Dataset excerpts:
________________
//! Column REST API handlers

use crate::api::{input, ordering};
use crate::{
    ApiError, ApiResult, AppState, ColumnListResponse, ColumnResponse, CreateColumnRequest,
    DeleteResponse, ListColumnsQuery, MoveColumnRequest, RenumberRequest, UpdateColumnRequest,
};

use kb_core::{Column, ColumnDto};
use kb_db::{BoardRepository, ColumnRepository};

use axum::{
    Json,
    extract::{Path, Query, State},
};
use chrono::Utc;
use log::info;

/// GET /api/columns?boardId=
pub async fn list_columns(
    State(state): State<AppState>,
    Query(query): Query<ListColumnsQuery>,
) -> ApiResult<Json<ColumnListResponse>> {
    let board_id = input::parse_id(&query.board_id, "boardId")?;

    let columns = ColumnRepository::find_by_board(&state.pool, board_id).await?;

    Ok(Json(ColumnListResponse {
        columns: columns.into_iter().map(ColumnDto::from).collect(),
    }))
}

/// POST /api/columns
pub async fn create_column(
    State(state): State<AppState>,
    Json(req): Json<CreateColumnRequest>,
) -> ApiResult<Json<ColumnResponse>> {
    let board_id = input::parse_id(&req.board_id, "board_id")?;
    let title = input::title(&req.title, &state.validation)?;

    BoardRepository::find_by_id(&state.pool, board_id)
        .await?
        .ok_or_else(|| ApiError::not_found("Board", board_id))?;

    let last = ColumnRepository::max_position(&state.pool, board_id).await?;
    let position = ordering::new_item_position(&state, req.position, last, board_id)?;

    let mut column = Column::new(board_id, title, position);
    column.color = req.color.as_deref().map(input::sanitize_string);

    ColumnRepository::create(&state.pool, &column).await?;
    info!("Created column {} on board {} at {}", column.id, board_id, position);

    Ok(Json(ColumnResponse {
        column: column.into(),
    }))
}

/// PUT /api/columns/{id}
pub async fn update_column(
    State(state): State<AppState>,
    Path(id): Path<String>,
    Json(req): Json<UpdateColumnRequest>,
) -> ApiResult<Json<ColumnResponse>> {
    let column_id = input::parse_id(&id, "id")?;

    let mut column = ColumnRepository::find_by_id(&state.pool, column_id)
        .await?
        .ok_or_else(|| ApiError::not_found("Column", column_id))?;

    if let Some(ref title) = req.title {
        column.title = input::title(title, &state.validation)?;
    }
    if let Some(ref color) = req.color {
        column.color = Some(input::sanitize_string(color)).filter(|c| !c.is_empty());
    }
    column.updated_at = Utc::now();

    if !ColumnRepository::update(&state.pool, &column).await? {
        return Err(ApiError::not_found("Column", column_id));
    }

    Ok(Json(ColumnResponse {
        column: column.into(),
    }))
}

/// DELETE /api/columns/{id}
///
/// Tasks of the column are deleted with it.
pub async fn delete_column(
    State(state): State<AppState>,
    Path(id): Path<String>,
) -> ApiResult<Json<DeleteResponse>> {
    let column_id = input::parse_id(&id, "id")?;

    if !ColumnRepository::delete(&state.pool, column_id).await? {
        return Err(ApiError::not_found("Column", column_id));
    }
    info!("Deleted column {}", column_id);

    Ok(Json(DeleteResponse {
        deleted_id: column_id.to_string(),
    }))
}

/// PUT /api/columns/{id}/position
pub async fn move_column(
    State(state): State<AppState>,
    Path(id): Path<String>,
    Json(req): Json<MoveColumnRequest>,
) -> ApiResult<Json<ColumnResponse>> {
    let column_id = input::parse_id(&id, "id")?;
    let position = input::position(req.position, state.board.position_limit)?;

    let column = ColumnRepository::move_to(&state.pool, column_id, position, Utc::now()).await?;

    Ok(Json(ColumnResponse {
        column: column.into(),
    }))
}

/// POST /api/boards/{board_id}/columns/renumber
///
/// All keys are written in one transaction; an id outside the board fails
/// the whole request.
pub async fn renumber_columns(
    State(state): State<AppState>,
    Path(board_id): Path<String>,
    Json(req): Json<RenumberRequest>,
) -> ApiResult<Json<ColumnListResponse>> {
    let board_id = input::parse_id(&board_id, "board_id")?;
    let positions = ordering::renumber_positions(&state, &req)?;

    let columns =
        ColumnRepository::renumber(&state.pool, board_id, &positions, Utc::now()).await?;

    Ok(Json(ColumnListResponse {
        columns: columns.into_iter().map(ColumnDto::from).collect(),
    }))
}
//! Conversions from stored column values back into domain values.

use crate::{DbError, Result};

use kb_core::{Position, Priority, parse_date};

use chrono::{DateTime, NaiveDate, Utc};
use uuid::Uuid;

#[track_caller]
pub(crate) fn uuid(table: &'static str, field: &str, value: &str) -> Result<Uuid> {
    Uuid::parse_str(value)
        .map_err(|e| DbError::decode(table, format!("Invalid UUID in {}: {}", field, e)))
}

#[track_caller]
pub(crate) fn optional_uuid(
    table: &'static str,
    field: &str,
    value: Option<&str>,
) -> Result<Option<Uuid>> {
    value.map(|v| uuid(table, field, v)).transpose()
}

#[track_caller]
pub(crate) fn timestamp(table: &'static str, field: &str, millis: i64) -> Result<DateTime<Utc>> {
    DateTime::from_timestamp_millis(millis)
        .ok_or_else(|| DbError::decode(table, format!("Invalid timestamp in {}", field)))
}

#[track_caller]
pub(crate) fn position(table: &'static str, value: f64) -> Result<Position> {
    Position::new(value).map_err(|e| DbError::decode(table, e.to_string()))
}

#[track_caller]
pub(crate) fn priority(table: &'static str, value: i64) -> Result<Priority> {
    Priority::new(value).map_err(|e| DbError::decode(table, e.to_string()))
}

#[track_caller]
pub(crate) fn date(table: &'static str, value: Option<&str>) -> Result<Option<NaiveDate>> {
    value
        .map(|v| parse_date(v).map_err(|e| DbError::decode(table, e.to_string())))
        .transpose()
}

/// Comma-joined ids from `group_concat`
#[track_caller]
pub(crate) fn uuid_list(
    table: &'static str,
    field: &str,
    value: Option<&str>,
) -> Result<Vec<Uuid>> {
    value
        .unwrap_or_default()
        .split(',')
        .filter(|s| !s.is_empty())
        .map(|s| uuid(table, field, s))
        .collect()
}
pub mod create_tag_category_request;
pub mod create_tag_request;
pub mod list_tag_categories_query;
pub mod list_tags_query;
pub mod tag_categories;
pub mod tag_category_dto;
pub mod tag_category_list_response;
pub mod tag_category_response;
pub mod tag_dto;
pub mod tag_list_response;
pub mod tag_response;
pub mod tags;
________________
Go through the records above and copy every line holding the word "UpdateColumnRequest".

    DeleteResponse, ListColumnsQuery, MoveColumnRequest, RenumberRequest, UpdateColumnRequest,
    Json(req): Json<UpdateColumnRequest>,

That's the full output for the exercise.